Una ilusoria teoría de agravios (verdaderos o inventados), ritos, plegarias, atavismos, blasfemias, supersticiones, exorcismos, relámpagos de sabiduría, amor, envidia, celos; todo lo que su mente había acumulado de furor, idolatría y fanatismo fueron convocados por su voluntad trastornada para justificar su propósito, pero la misma desmesura de sus pensamientos amenazaban ahora con estallar arrastrándolo a su propia destrucción.

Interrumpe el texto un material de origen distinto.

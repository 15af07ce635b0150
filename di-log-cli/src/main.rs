//! DI Log Analyzer CLI Application
//!
//! This is the command-line interface for the DI telemetry reports.
//! It uses the di-log-analyzer library and adds:
//! - Configuration loading (config.toml + flag overrides)
//! - Preprocessed topology cache management
//! - Telemetry file selection
//! - Report file output

use anyhow::Result;
use clap::{Args as ClapArgs, Parser, Subcommand};
use di_log_analyzer::{DataSource, ReportKind};
use std::path::PathBuf;

mod cache;
mod commands;
mod config;

use commands::RunContext;

/// DI Log Analyzer - Reports over gateway digital-input telemetry
#[derive(Parser, Debug)]
#[command(name = "di-log-cli")]
#[command(about = "Generate device activity reports from DI telemetry exports", long_about = None)]
#[command(version)]
struct Args {
    #[command(subcommand)]
    command: Option<Command>,

    /// Path to configuration file (config.toml)
    #[arg(short, long, value_name = "FILE", global = true)]
    config: Option<PathBuf>,

    /// Directory holding the JSON exports (overrides config)
    #[arg(long, value_name = "DIR", global = true)]
    data_dir: Option<PathBuf>,

    /// Directory reports are written to (overrides config)
    #[arg(long, value_name = "DIR", global = true)]
    output_dir: Option<PathBuf>,

    /// Verbosity level (can be repeated: -v, -vv)
    #[arg(short, long, action = clap::ArgAction::Count, global = true)]
    verbose: u8,

    /// Suppress all output except errors
    #[arg(short, long, global = true)]
    quiet: bool,
}

#[derive(Subcommand, Debug)]
enum Command {
    /// Pins never seen active in the selected telemetry
    NotWorking(ActivityArgs),
    /// Latest activation time of every pin
    LastTimeWork(ActivityArgs),
    /// Pins assigned to more than one device on a channel
    RepeatSignal,
    /// Last catalog update of every device
    LastUpdate,
    /// Rebuild the preprocessed topology cache
    Prepare,
}

#[derive(ClapArgs, Debug)]
struct ActivityArgs {
    /// Telemetry file to analyse, with or without .json (can be repeated; default: all)
    #[arg(short, long = "file", value_name = "NAME")]
    files: Vec<String>,

    /// List device pins without telemetry using placeholder values
    #[arg(long)]
    show_unmatched: bool,
}

fn main() -> Result<()> {
    // Parse command line arguments
    let args = Args::parse();

    // Initialize logging
    init_logging(args.verbose, args.quiet);

    log::info!("DI Log Analyzer CLI v{}", env!("CARGO_PKG_VERSION"));
    log::debug!("Using analyzer library v{}", di_log_analyzer::VERSION);

    let Some(command) = &args.command else {
        println!("DI Log Analyzer - No report selected");
        println!("\nQuick Start:");
        println!("  di-log-cli not-working");
        println!("  di-log-cli last-time-work --file airaConnect.machineryMessages.2024-03");
        println!("  di-log-cli repeat-signal");
        println!("\nUse --help for more options");
        return Ok(());
    };

    let mut app_config = match &args.config {
        Some(path) => {
            log::info!("Loading configuration from: {:?}", path);
            config::load_config(path)?
        }
        None => config::AppConfig::default(),
    };

    if let Some(dir) = &args.data_dir {
        app_config.input.data_dir = dir.clone();
    }
    if let Some(dir) = &args.output_dir {
        app_config.output.output_dir = dir.clone();
    }
    if let Command::NotWorking(activity) | Command::LastTimeWork(activity) = command {
        app_config.report.show_unmatched |= activity.show_unmatched;
    }

    let ctx = RunContext {
        source: DataSource::new(&app_config.input.data_dir, app_config.input.analyzer.clone())?,
        output_dir: app_config.output.output_dir.clone(),
        cache_path: app_config.cache_path(),
        options: app_config.report_options()?,
    };

    match command {
        Command::NotWorking(activity) => {
            let path = commands::run_activity(&ctx, ReportKind::NotWorking, &activity.files)?;
            println!("✓ Report written: {:?}", path);
        }
        Command::LastTimeWork(activity) => {
            let path = commands::run_activity(&ctx, ReportKind::LastTimeWork, &activity.files)?;
            println!("✓ Report written: {:?}", path);
        }
        Command::RepeatSignal => {
            let path = commands::run_repeat_signal(&ctx)?;
            println!("✓ Report written: {:?}", path);
        }
        Command::LastUpdate => {
            let path = commands::run_last_update(&ctx)?;
            println!("✓ Report written: {:?}", path);
        }
        Command::Prepare => {
            commands::run_prepare(&ctx)?;
            println!("✓ Topology preprocessed: {:?}", ctx.cache_path);
        }
    }

    Ok(())
}

/// Initialize logging based on verbosity level
fn init_logging(verbose: u8, quiet: bool) {
    use env_logger::Builder;
    use log::LevelFilter;
    use std::io::Write;

    let level = if quiet {
        LevelFilter::Error
    } else {
        match verbose {
            0 => LevelFilter::Info,
            1 => LevelFilter::Debug,
            _ => LevelFilter::Trace,
        }
    };

    Builder::new()
        .filter_level(level)
        .format(|buf, record| {
            writeln!(
                buf,
                "[{} {}] {}",
                record.level(),
                record.target(),
                record.args()
            )
        })
        .init();
}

Ya no distinguía lo real de lo soñado; el laberinto se multiplicaba a cada palpitación de su sangre emponzoñada, la confusión crecía, su cerebro vacilaba. Debía ser puro por lo mismo que Montoya era impuro; debía destruirlo por lo mismo que lo reverenciaba; debía recordar intensamente a Marta Montoya y Raulito Montoya, puesto que «él» los había olvidado; debía, paciente y reiteradamente, asumir aquel poder y aquella voluntad para alcanzar el cielo negado a Montoya; debía vengar la inexorable dignidad de Marta y también su propia degradación.
Fue para acatar el absurdo mandato que había despojado al febriciente coronel del arma, el dinero y el vehículo: ellos, en una forma material y concreta representaban la capacidad para la violencia, el vicio y el movimiento.
Y sucedía que él, Artemio Suquía, el Siútico, había tejido una trama diabólica y paciente donde el poder, la fuerza y la velocidad podían y debían ser derrotados y abolidos por la astucia inmóvil, por el lento y sutil trabajo de la malla de hilos pegajosos donde cualquier esfuerzo resultaba agotador e inútil… ¡Ah, y cómo aborrecía él la prepotente materialidad del coronel!